David L. Shenkenberg, Features Editor, david.shenkenberg@laurin.com

Computer chips based on light as opposed to electricity have only been theorized, but now researchers are actually developing computer chips that will use light for computer functions.

At Yale University in New Haven, Conn., members of Hong Tang’s lab are already taking development of these photonic computer chips a step further. They are using light to power nanomachines built from computer chips, and these nanomachines could have numerous applications, including sensing molecules and even smaller particles.


Existing computer chips such as these run on electricity, but the next generation will run on photons.

The photonic nanomachines are similar to micro- and nanomachines that are powered by electricity, which are formally called micro- and nanoelectromechanical systems, or MEMS and NEMS, respectively. Far from a lab curiosity, MEMS devices have been deployed in automobile air-bag sensors, ink-jet printers and even the motion sensors in Nintendo Wii controllers.

The researchers in the Tang lab have found an optical force that behaves like the Casimir force found in tiny electrical machines. This force is usually weak but becomes significant in micro- and nanodevices. The photonic chip will enable them to study this weak force, as well as to develop applications.

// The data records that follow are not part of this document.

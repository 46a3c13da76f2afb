//! CLI definitions using clap derive API

use clap::builder::{Styles, styling::AnsiColor};
use clap::{Parser, Subcommand, ValueEnum};
use std::path::PathBuf;

/// wsbundle - deployment bundle processor
///
/// Loads a bundle of workspace jobs and pipelines and prepares it for deployment.
#[derive(Parser, Debug)]
#[command(
    name = "wsbundle",
    author,
    version,
    styles = Styles::styled()
        .header(AnsiColor::Green.on_default().bold())
        .usage(AnsiColor::Green.on_default().bold())
        .literal(AnsiColor::Cyan.on_default().bold())
        .placeholder(AnsiColor::Cyan.on_default()),
    about = "Deployment bundle processor for workspace jobs and pipelines",
    long_about = "wsbundle loads a bundle.yml describing workspace jobs and pipelines, \
                  selects an environment, and rewrites references to local notebooks and \
                  files into the workspace paths they are deployed to.",
    after_help = "\x1b[1m\x1b[32mExamples:\x1b[0m\n    \
                  wsbundle validate\n    \
                  wsbundle validate --path ./my-bundle --environment prod\n    \
                  wsbundle validate --output json"
)]
pub struct Cli {
    /// Enable verbose output
    #[arg(long, short = 'v', global = true)]
    pub verbose: bool,

    #[command(subcommand)]
    pub command: Commands,
}

#[derive(Subcommand, Debug)]
pub enum Commands {
    /// Load a bundle, run all mutators and print the result
    Validate(ValidateArgs),

    /// Show version information
    Version,

    /// Generate shell completions
    Completions(CompletionsArgs),
}

/// Output format of the validate command
#[derive(ValueEnum, Clone, Copy, Debug, Default, PartialEq, Eq)]
pub enum OutputFormat {
    #[default]
    Yaml,
    Json,
}

/// Arguments for the validate command
#[derive(Parser, Debug)]
#[command(after_help = "EXAMPLES:\n  \
                  Validate the bundle in the current directory:\n    wsbundle validate\n\n\
                  Validate a bundle for a specific environment:\n    wsbundle validate --path ./my-bundle --environment prod\n\n\
                  Print the result as JSON:\n    wsbundle validate --output json")]
pub struct ValidateArgs {
    /// Bundle root directory (defaults to current directory)
    #[arg(long, short = 'p')]
    pub path: Option<PathBuf>,

    /// Environment to select (defaults to the environment marked default)
    #[arg(long, short = 'e', env = "WSBUNDLE_ENVIRONMENT")]
    pub environment: Option<String>,

    /// Output format
    #[arg(long, short = 'o', value_enum, default_value_t = OutputFormat::Yaml)]
    pub output: OutputFormat,
}

/// Arguments for completions command
#[derive(Parser, Debug)]
#[command(after_help = "EXAMPLES:\n  \
                  Generate bash completions:\n    wsbundle completions --shell bash > ~/.bash_completion.d/wsbundle\n\n\
                  Generate zsh completions:\n    wsbundle completions --shell zsh > ~/.zfunc/_wsbundle")]
pub struct CompletionsArgs {
    /// Shell type
    #[arg(long, value_enum)]
    pub shell: clap_complete::Shell,
}
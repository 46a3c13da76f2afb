//! Configuration file handling
//!
//! This module contains data structures for:
//! - `bundle.yml` - Root bundle configuration
//! - files pulled in through `include` - Additional resource definitions

pub mod environment;
pub mod include;
pub mod resources;
pub mod root;
pub mod workspace;

// Re-export commonly used types
pub use environment::Environment;
pub use include::expand_includes;
pub use resources::{
    FileLibrary, Job, Library, NotebookLibrary, NotebookTask, Pipeline, PipelineTask,
    PythonWheelTask, Resources, SparkJarTask, SparkPythonTask, Task, TaskDependency, TaskKind,
};
pub use root::{BundleInfo, IncludedConfig, Root};
pub use workspace::Workspace;
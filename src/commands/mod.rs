//! Command implementations for wsbundle CLI

pub mod completions;
pub mod validate;
pub mod version;
//! Crash-safe JSONL progress log: one line per successfully handled item.

// std
use std::path::{Path, PathBuf};
// crates.io
use serde::{Deserialize, Serialize};
use tokio::{
	fs,
	io::{AsyncBufReadExt, AsyncWriteExt, BufReader},
	sync::Mutex,
};
// self
use crate::_prelude::*;

/// A single line of the progress log.
#[derive(Clone, Debug, Serialize, Deserialize)]
pub struct ProgressEntry {
	/// Caller-supplied identifier for the item (typically the source URL).
	pub id: String,
	/// Milliseconds since the Unix epoch when the entry was written.
	pub timestamp: i64,
	/// The extracted record itself.
	pub data: serde_json::Value,
}

/// Appends extracted records to a `.tmp` progress file during a run and
/// renames it to the final output path on [`ProgressWriter::finalize`].
pub struct ProgressWriter {
	tmp_path: PathBuf,
	output_path: PathBuf,
	file: Mutex<Option<fs::File>>,
}
impl ProgressWriter {
	/// Bind a writer to `output_path`; the active log lives alongside it at
	/// `output_path` with a `.tmp` suffix until finalized.
	pub fn new(output_path: impl Into<PathBuf>) -> Self {
		let output_path = output_path.into();
		let tmp_path = tmp_path_for(&output_path);

		Self { tmp_path, output_path, file: Mutex::new(None) }
	}

	/// Open (or create) the active log file for appending. If no `.tmp` is
	/// present but a finalized output from a prior run is, that output is
	/// copied forward into the new `.tmp` first, so entries already recorded
	/// before a resume stay visible to [`Self::read_completed_ids`] instead
	/// of being shadowed by a blank log.
	pub async fn initialize(&self) -> Result<()> {
		if let Some(parent) = self.tmp_path.parent() {
			fs::create_dir_all(parent).await?;
		}

		if fs::metadata(&self.tmp_path).await.is_err() {
			if let Ok(previous) = fs::read(&self.output_path).await {
				fs::write(&self.tmp_path, previous).await?;
			}
		}

		let file = fs::OpenOptions::new().create(true).append(true).open(&self.tmp_path).await?;

		*self.file.lock().await = Some(file);

		Ok(())
	}

	/// Append one record, serialized as a single JSON line.
	pub async fn append(&self, id: impl Into<String>, data: serde_json::Value) -> Result<()> {
		let entry = ProgressEntry {
			id: id.into(),
			timestamp: SystemTime::now().duration_since(SystemTime::UNIX_EPOCH).unwrap_or_default().as_millis() as i64,
			data,
		};
		let mut line = serde_json::to_string(&entry)?;

		line.push('\n');

		let mut guard = self.file.lock().await;
		let file = match guard.as_mut() {
			Some(file) => file,
			None => {
				drop(guard);
				self.initialize().await?;
				guard = self.file.lock().await;
				guard.as_mut().expect("just initialized")
			},
		};

		file.write_all(line.as_bytes()).await?;
		file.flush().await?;

		Ok(())
	}

	/// Rename the active `.tmp` log to its final output path. Idempotent:
	/// a second call with no `.tmp` file present is a no-op.
	pub async fn finalize(&self) -> Result<()> {
		*self.file.lock().await = None;

		match fs::rename(&self.tmp_path, &self.output_path).await {
			Ok(()) => Ok(()),
			Err(error) if error.kind() == std::io::ErrorKind::NotFound => Ok(()),
			Err(error) => Err(error.into()),
		}
	}

	/// Distinct ids already present in the log (active `.tmp` if present,
	/// otherwise the finalized output), for skipping already-completed
	/// seeds on resume. Malformed lines are skipped.
	pub async fn read_completed_ids(&self) -> Result<std::collections::HashSet<String>> {
		let path = if fs::metadata(&self.tmp_path).await.is_ok() { &self.tmp_path } else { &self.output_path };

		let mut ids = std::collections::HashSet::new();

		for entry in read_entries(path).await? {
			ids.insert(entry.id);
		}

		Ok(ids)
	}

	/// All entries currently in the log (active `.tmp` if present,
	/// otherwise the finalized output).
	pub async fn read_all(&self) -> Result<Vec<ProgressEntry>> {
		let path = if fs::metadata(&self.tmp_path).await.is_ok() { &self.tmp_path } else { &self.output_path };

		read_entries(path).await
	}
}

async fn read_entries(path: &Path) -> Result<Vec<ProgressEntry>> {
	let Ok(file) = fs::File::open(path).await else {
		return Ok(Vec::new());
	};

	let mut reader = BufReader::new(file).lines();
	let mut entries = Vec::new();

	while let Some(line) = reader.next_line().await? {
		if line.trim().is_empty() {
			continue;
		}

		match serde_json::from_str(&line) {
			Ok(entry) => entries.push(entry),
			Err(error) => tracing::warn!(%error, "skipping malformed progress record"),
		}
	}

	Ok(entries)
}

fn tmp_path_for(path: &Path) -> PathBuf {
	let mut file_name = path.file_name().map(|n| n.to_owned()).unwrap_or_default();

	file_name.push(".tmp");
	path.with_file_name(file_name)
}
//! Resilient concurrent web-crawl orchestrator core — durable FIFO queue, rate
//! limiting, session rotation, and classified retry, built for modern Rust
//! crawling systems.

#![deny(clippy::all, missing_docs, unused_crate_dependencies)]

pub mod crawl_state;
pub mod engine;
pub mod error_snapshot;
pub mod metrics;
pub mod orchestrator;
pub mod progress;
pub mod queue;
pub mod rate_limiter;
pub mod retry;
pub mod router;
pub mod session;

mod error;
mod _prelude {
	pub use std::{
		sync::Arc,
		time::{Duration, SystemTime},
	};

	pub use chrono::{DateTime, Utc};
	pub use tokio::time::Instant;

	pub use crate::{Error, Result};
}

#[cfg(feature = "prometheus")] pub use crate::metrics::install_default_exporter;
pub use crate::{
	crawl_state::{CrawlState, CrawlStateSnapshot},
	engine::{Engine, EnginePool, FetchOptions, FetchResponse},
	error::{Error, Result},
	error_snapshot::ErrorSnapshotWriter,
	orchestrator::{HandlerContext, Orchestrator, OrchestratorConfig, OrchestratorConfigBuilder},
	progress::ProgressWriter,
	queue::{Request, RequestQueue, RequestState},
	rate_limiter::RateLimiter,
	retry::{ErrorKind, RetryDecision, RetryStrategy},
	router::{Handler, Router},
	session::{Session, SessionPool, SessionState},
};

This force is different from the radiation pressure that is used by optical tweezers to move particles. “The new force that we have investigated actually kicks to the side of that light flow,” Tang said.

Enter the matrix

The researchers have used the optical force to move 10 tiny cantilevers on a CMOS chip. Tang said, “The significance of our CMOS platform is that our device is fully compatible with many other devices. You can cascade them, put them in parallel, multiplex, scale up the production.”

As described in the April 26, 2009, issue of Nature Nanotechnology, the light goes through the hollow bore of each nanocantilever and is collected on-chip. The nanocantilevers are of different lengths and therefore resonate at different frequencies, like keys on a xylophone. The system can detect particles 1⁄10,000 the size of an atom, or 0.0001 angstroms. The detection mechanism is based on the deflection of the cantilevers.

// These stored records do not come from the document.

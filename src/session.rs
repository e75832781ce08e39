//! Identity/credential rotation: a bounded pool of [`Session`]s in
//! health-tracked rotation.

// std
use std::cell::RefCell;
// crates.io
use rand::{Rng, SeedableRng, rngs::SmallRng};
use serde::{Deserialize, Serialize};
use tokio::sync::Mutex;
// self
use crate::_prelude::*;

thread_local! {
	static SMALL_RNG: RefCell<SmallRng> = RefCell::new(SmallRng::from_rng(&mut rand::rng()));
}

/// Health state of a [`Session`].
#[derive(Clone, Copy, Debug, PartialEq, Eq, Serialize, Deserialize)]
#[serde(rename_all = "kebab-case")]
pub enum SessionState {
	/// Usable now.
	Healthy,
	/// Recently failed; ineligible until its cooldown elapses.
	Degraded,
	/// Retired; will be replaced by a fresh session on next acquisition.
	Blocked,
}

/// A single rotation-managed identity/credential slot.
#[derive(Clone, Debug, Serialize, Deserialize)]
pub struct Session {
	/// Opaque identifier, unique within the pool's lifetime.
	pub id: u64,
	/// Optional proxy URL associated with this session.
	pub proxy_url: Option<String>,
	/// Current health state.
	pub state: SessionState,
	/// Number of requests this session has been used for.
	pub usage_count: u32,
	/// Consecutive failures since its last success.
	pub consecutive_errors: u32,
	#[serde(skip, default = "Instant::now")]
	created_at: Instant,
	#[serde(skip, default = "Instant::now")]
	degraded_until: Instant,
}
impl Session {
	fn new(id: u64, proxy_url: Option<String>) -> Self {
		let now = Instant::now();

		Self {
			id,
			proxy_url,
			state: SessionState::Healthy,
			usage_count: 0,
			consecutive_errors: 0,
			created_at: now,
			degraded_until: now,
		}
	}

	/// Record a successful use: clears the error streak and heals a
	/// degraded session back to healthy. Retires the session in place if it
	/// has now crossed its usage or age ceiling.
	pub fn mark_good(&mut self, max_usage_count: u32, max_age: Duration) {
		self.usage_count += 1;
		self.consecutive_errors = 0;

		if self.state == SessionState::Degraded {
			self.state = SessionState::Healthy;
		}

		self.auto_retire_if_eligible(max_usage_count, max_age);
	}

	/// Record a failed use. Escalates to degraded after repeated failures.
	/// Retires the session in place if it has now crossed its usage or age
	/// ceiling.
	pub fn mark_bad(&mut self, degraded_after_errors: u32, cooldown: Duration, max_usage_count: u32, max_age: Duration) {
		self.usage_count += 1;
		self.consecutive_errors += 1;

		if self.consecutive_errors >= degraded_after_errors && self.state == SessionState::Healthy {
			self.state = SessionState::Degraded;
			self.degraded_until = Instant::now() + cooldown;
		}

		self.auto_retire_if_eligible(max_usage_count, max_age);
	}

	/// Retire this session; it will be replaced on next acquisition.
	pub fn retire(&mut self) {
		self.state = SessionState::Blocked;
	}

	fn auto_retire_if_eligible(&mut self, max_usage_count: u32, max_age: Duration) {
		if self.usage_count >= max_usage_count || self.created_at.elapsed() >= max_age {
			self.retire();
		}
	}

	fn is_usable(&mut self, max_usage_count: u32, max_age: Duration) -> bool {
		self.auto_retire_if_eligible(max_usage_count, max_age);

		match self.state {
			SessionState::Blocked => false,
			SessionState::Degraded => Instant::now() >= self.degraded_until,
			SessionState::Healthy => true,
		}
	}
}

/// Configuration governing session lifecycle and eligibility.
#[derive(Clone, Copy, Debug)]
pub struct SessionPoolConfig {
	/// Number of sessions the pool manages.
	pub pool_size: usize,
	/// Uses after which a session is retired and replaced.
	pub max_usage_count: u32,
	/// Age after which a session is retired and replaced, regardless of use.
	pub max_age: Duration,
	/// Cooldown a degraded session must sit out before reuse.
	pub cooldown: Duration,
	/// Consecutive failures before a session is marked degraded.
	pub degraded_after_errors: u32,
}
impl Default for SessionPoolConfig {
	fn default() -> Self {
		Self {
			pool_size: 5,
			max_usage_count: 200,
			max_age: Duration::from_secs(60 * 60),
			cooldown: Duration::from_secs(30),
			degraded_after_errors: 3,
		}
	}
}

struct PoolState {
	idle: Vec<Session>,
	checked_out: usize,
	next_id: u64,
}

/// Bounded pool of [`Session`]s, checked out and explicitly released by
/// workers, same discipline as [`crate::engine::EnginePool`].
pub struct SessionPool {
	state: Mutex<PoolState>,
	config: SessionPoolConfig,
}
impl SessionPool {
	/// Construct a pool pre-populated with `config.pool_size` fresh sessions.
	pub fn new(config: SessionPoolConfig) -> Self {
		let idle = (0..config.pool_size as u64).map(|id| Session::new(id, None)).collect();

		Self { state: Mutex::new(PoolState { idle, checked_out: 0, next_id: config.pool_size as u64 }), config }
	}

	/// Acquire a random usable session, replacing any blocked slot with a
	/// fresh one first. Returns `None` if no session is currently usable.
	pub async fn acquire(&self) -> Option<Session> {
		let mut state = self.state.lock().await;

		for session in &mut state.idle {
			if session.state == SessionState::Blocked {
				let next_id = state.next_id;

				state.next_id += 1;
				*session = Session::new(next_id, session.proxy_url.clone());
			}
		}

		let max_usage = self.config.max_usage_count;
		let max_age = self.config.max_age;
		let usable: Vec<usize> = state
			.idle
			.iter_mut()
			.enumerate()
			.filter(|(_, session)| session.is_usable(max_usage, max_age))
			.map(|(index, _)| index)
			.collect();

		if usable.is_empty() {
			return None;
		}

		let pick = SMALL_RNG.with(|cell| cell.borrow_mut().random_range(0..usable.len()));
		let index = usable[pick];
		let session = state.idle.remove(index);

		state.checked_out += 1;

		Some(session)
	}

	/// Return a checked-out session to the pool.
	pub async fn release(&self, mut session: Session) {
		let mut state = self.state.lock().await;

		session.state = match session.state {
			SessionState::Degraded if Instant::now() >= session.degraded_until => SessionState::Healthy,
			other => other,
		};

		state.idle.push(session);
		state.checked_out = state.checked_out.saturating_sub(1);
	}

	/// Wrap a successful use with the configured usage/age ceilings and
	/// return the session for release.
	pub fn record_success(&self, mut session: Session) -> Session {
		session.mark_good(self.config.max_usage_count, self.config.max_age);

		session
	}

	/// Wrap a failed use with the configured degradation policy and return
	/// the session for release.
	pub fn record_failure(&self, mut session: Session) -> Session {
		session.mark_bad(self.config.degraded_after_errors, self.config.cooldown, self.config.max_usage_count, self.config.max_age);

		session
	}

	/// Total sessions currently managed (idle + checked out). Always equal
	/// to `config.pool_size`.
	pub async fn total_managed(&self) -> usize {
		let state = self.state.lock().await;

		state.idle.len() + state.checked_out
	}

	/// No persistent resources to release; logs a final health summary.
	pub async fn shutdown(&self) {
		let state = self.state.lock().await;
		let healthy = state.idle.iter().filter(|s| s.state == SessionState::Healthy).count();

		tracing::debug!(total = state.idle.len(), healthy, "session pool shutting down");
	}
}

The system can operate with inexpensive LEDs as opposed to more expensive laser systems, and at room temperature as opposed to extreme cold – major advantages over detectors with comparable sensitivity, according to the researchers.

In the July 13, 2009, issue of Nature Photonics, they reported that the optical force can be repulsive as well as attractive, a feature that could be used as a routing mechanism for communication between devices that contain computer chips.

In particular, this device possibly could be used as a router for quantum communication, which promises faster and more efficient communication between devices that contain computer chips as well as extremely strong encryption of computer data, which is called quantum cryptography.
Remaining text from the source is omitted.